Icinga2 Bandwidth usage

  • Hi,


    I am going to implement a monitoring solution with icinga2 for my firm and I need to know how much bandwith is this going to use. The solution has to monitor about 10000 hosts with 10 per host and I am worried about the bandwith utilization. The traffic has to cross some firewalls and is important to not saturate the current bandwith available or increase it if it would be necessary.


    Regarding to this, How much bandwith is used by a check command (an estimation will be fine)? I will use the following types of checks:

    ping, cpu, ram, snmp, and some windows and linux services.


    Many thanks for your help.


    JM

  • Hi,


    Here is an example of my actual Proof Of Concept. I don't know if it will be relevant to you because the size of my solution is far from yours.
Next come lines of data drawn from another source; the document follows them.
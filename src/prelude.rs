//! # cfgscope Prelude
//!
//! This module provides a convenient prelude for the most commonly used types and traits
//! from the cfgscope library. Import this module to get quick access to the essential
//! types for control-flow analysis.

// ================================================================================================
// Core Types and Error Handling
// ================================================================================================

/// The main error type for all cfgscope operations
pub use crate::Error;

/// The result type used throughout cfgscope
pub use crate::Result;

/// Optional stages of the per-function analysis
pub use crate::analysis::AnalysisConfig;

// ================================================================================================
// Graph Substrate
// ================================================================================================

/// Owning arena and selector views
pub use crate::{GraphCollection, GraphView, Reversed, Selector};

/// Vertex and edge handles
pub use crate::{EdgeId, EdgeRef, NodeId};

/// Traversal traits implemented by every graph view
pub use crate::{GraphBase, Predecessors, RootedGraph, Successors};

// ================================================================================================
// Dominance
// ================================================================================================

/// Lengauer-Tarjan dominance engine and its owned result
pub use crate::{DominanceDirection, DominanceEngine, DominanceState, DominatorTree};

// ================================================================================================
// Control Flow and Loops
// ================================================================================================

/// Per-function control flow graph
pub use crate::analysis::{BasicBlock, CfgEdgeKind, CfgEdgeLabel, ControlFlowGraph};

/// Loop nesting forest
pub use crate::analysis::{JoinEdge, JoinKind, Loop, LoopForest, LoopId};

/// Analysis drivers
pub use crate::analysis::{analyze_functions, FunctionAnalysis};
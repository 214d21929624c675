//! Edge-flipping adaptor.
//!
//! Post-dominance is dominance on the reversed graph rooted at the exit vertex.
//! [`Reversed`] exposes any graph with the direction of every edge flipped so the same
//! traversal and dominator code can run on both.

use crate::utils::graph::{GraphBase, NodeId, Predecessors, RootedGraph, Successors};

/// A graph with every edge reversed, optionally re-rooted.
///
/// # Examples
///
/// ```rust
/// use cfgscope::{GraphCollection, NodeId, Reversed, Selector, Successors};
///
/// let mut graph: GraphCollection<(), ()> = GraphCollection::new();
/// let a = graph.add_vertex();
/// let b = graph.add_vertex();
/// graph.add_edge(a, b, Selector::CFG)?;
///
/// let cfg = graph.view(Selector::CFG);
/// let reversed = Reversed::new(&cfg, b);
/// assert_eq!(reversed.successors(b).collect::<Vec<NodeId>>(), vec![a]);
/// # Ok::<(), cfgscope::Error>(())
/// ```
#[derive(Debug, Clone, Copy)]
pub struct Reversed<'a, G> {
    inner: &'a G,
    root: NodeId,
}

impl<'a, G> Reversed<'a, G> {
    /// Wraps `inner`, treating `root` as the entry of the reversed graph.
    #[must_use]
    pub fn new(inner: &'a G, root: NodeId) -> Self {
        Reversed { inner, root }
    }

    /// Returns the wrapped graph.
    #[must_use]
    pub fn inner(&self) -> &'a G {
        self.inner
    }
}

impl<G: GraphBase> GraphBase for Reversed<'_, G> {
    fn node_count(&self) -> usize {
        self.inner.node_count()
    }

    fn node_bound(&self) -> usize {
        self.inner.node_bound()
    }

    fn node_ids(&self) -> impl Iterator<Item = NodeId> {
        self.inner.node_ids()
    }

    fn contains_node(&self, node: NodeId) -> bool {
        self.inner.contains_node(node)
    }
}

impl<G: Predecessors> Successors for Reversed<'_, G> {
    fn successors(&self, node: NodeId) -> impl Iterator<Item = NodeId> {
        self.inner.predecessors(node)
    }
}

impl<G: Successors> Predecessors for Reversed<'_, G> {
    fn predecessors(&self, node: NodeId) -> impl Iterator<Item = NodeId> {
        self.inner.successors(node)
    }
}

impl<G: Successors + Predecessors> RootedGraph for Reversed<'_, G> {
    fn entry(&self) -> NodeId {
        self.root
    }
}
/// Arena owning the vertices and edges of a function's graphs.
///
/// `GraphCollection` provides:
///
/// - Generic vertex payload (`N`) stored in a side table indexed by [`NodeId`]
/// - Generic edge payload (`E`), e.g. branch labels on control flow edges
/// - A single edge record per ordered vertex pair, tagged with a [`Selector`] mask
/// - Stable handles: removal tombstones a slot instead of compacting the arena
///
/// # Mutation discipline
///
/// Views borrow the collection immutably, so the borrow checker rejects structural
/// mutation while a view is alive. Build the graph, take views, analyse, drop the
/// views, mutate again.
///
/// # Examples
///
/// ```rust
/// use cfgscope::{GraphCollection, Selector, Successors};
///
/// let mut graph: GraphCollection<&str, ()> = GraphCollection::new();
/// let entry = graph.add_vertex_with("entry");
/// let body = graph.add_vertex_with("body");
///
/// let edge = graph.add_edge(entry, body, Selector::CFG)?;
/// graph.add_selector(edge, Selector::DOMINATOR)?;
///
/// assert_eq!(graph.edge_count(), 1);
/// assert_eq!(graph.selector(edge)?, Selector::CFG | Selector::DOMINATOR);
/// assert_eq!(graph.view(Selector::DOMINATOR).successors(entry).count(), 1);
/// # Ok::<(), cfgscope::Error>(())
/// ```
#[derive(Debug, Clone)]
pub struct GraphCollection<N, E> {
    /// Vertex payloads, `None` marks a removed vertex
    vertices: Vec<Option<N>>,
    /// Number of live vertices
    live_vertices: usize,
    /// Edge records, `None` marks a removed edge
    edges: Vec<Option<EdgeRecord<E>>>,
    /// Number of live edges
    live_edges: usize,
    /// Outgoing edges per vertex, in insertion order
    outgoing: Vec<Vec<EdgeId>>,
    /// Incoming edges per vertex, in insertion order
    incoming: Vec<Vec<EdgeId>>,
    /// Lookup of the unique record for an ordered vertex pair
    pairs: FxHashMap<(NodeId, NodeId), EdgeId>,
}

impl<N, E> Default for GraphCollection<N, E> {
    fn default() -> Self {
        Self::new()
    }
}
    However it could gives you a global idea.


    I've 13 hosts and around 65 services that are check every 30 seconds.

    All the checks are scheduled on the clients side and only results are sent back to the master.


    Here is a graph the measured the bandwidth on the master.

    As you can see, it send more than it receives.

    The amount is quite small (few kbits per second).




    As I said, it has to be compared with your needs.

    But that could gives some idea.

  • Hi Pcasis,


    Thank you for your answer. With this information, 65 services and 87Kbps as aggregate traffic, it means 1.33Kbps/service. In my case (10000host x 10 services = 100000 services splited in 4 satellites plus one master (24000 for each satellite)) it will be 24000*1.33=31920Kbps wich means 31Mbps per Satellite and 31*4= 127Mbps for de Master. 31Mbps seems to be a lot of bandwith and I think that I am making some mistake or lose something, any idea?


    How do you configure your PoC to obtain this information, which check do you use? check_itraffic via snmp? I am trying to do my own PoC to test this.


    In my case I will run each check every 5 minutes.


    Any advice will be appreciate.


    Thanks!

  • How do you configure your PoC to obtain this information,

    I'm using Observium http://www.observium.org/ to get those graphics and it uses SNMP to fetch data. I don't know which counter it uses.


    Afterwards, I don't know if we can conclude on how many Kbps are used per services. Keep in mind that my architecture is a distributed one.


    Which means, I guess, the master and the clients are exchanging date to keep the connection between them on (Someone to validate it ?)

  • Check output and performance data normally influences the size of those messages causing a lot of bandwidth. It isn't a reasonable comparison to multiply 65 hosts into 10000, sizes may vary and so does the data. If you're for example running 10000 service checks every minute, and have a check output of 4 KB, do the math. Satellite zones will replicated check result messages and other things needed to stay 1:1 the same, and of course send such events back to the parent zone. Otherwise you won't achieve any parity and might lag recent data.


    Imho you should get a test lab, build up 2 ha masters, 2 satellites and empower them by some dummy checks with produce a fair amount of check output and perfdata. Then do your measurements. Plan wisely and adjust the check_interval and retry_interval to real world values too.


    If you're looking for examples, the Icinga Vagrant boxes hold some configurations and examples how this could be done in a simple fashion.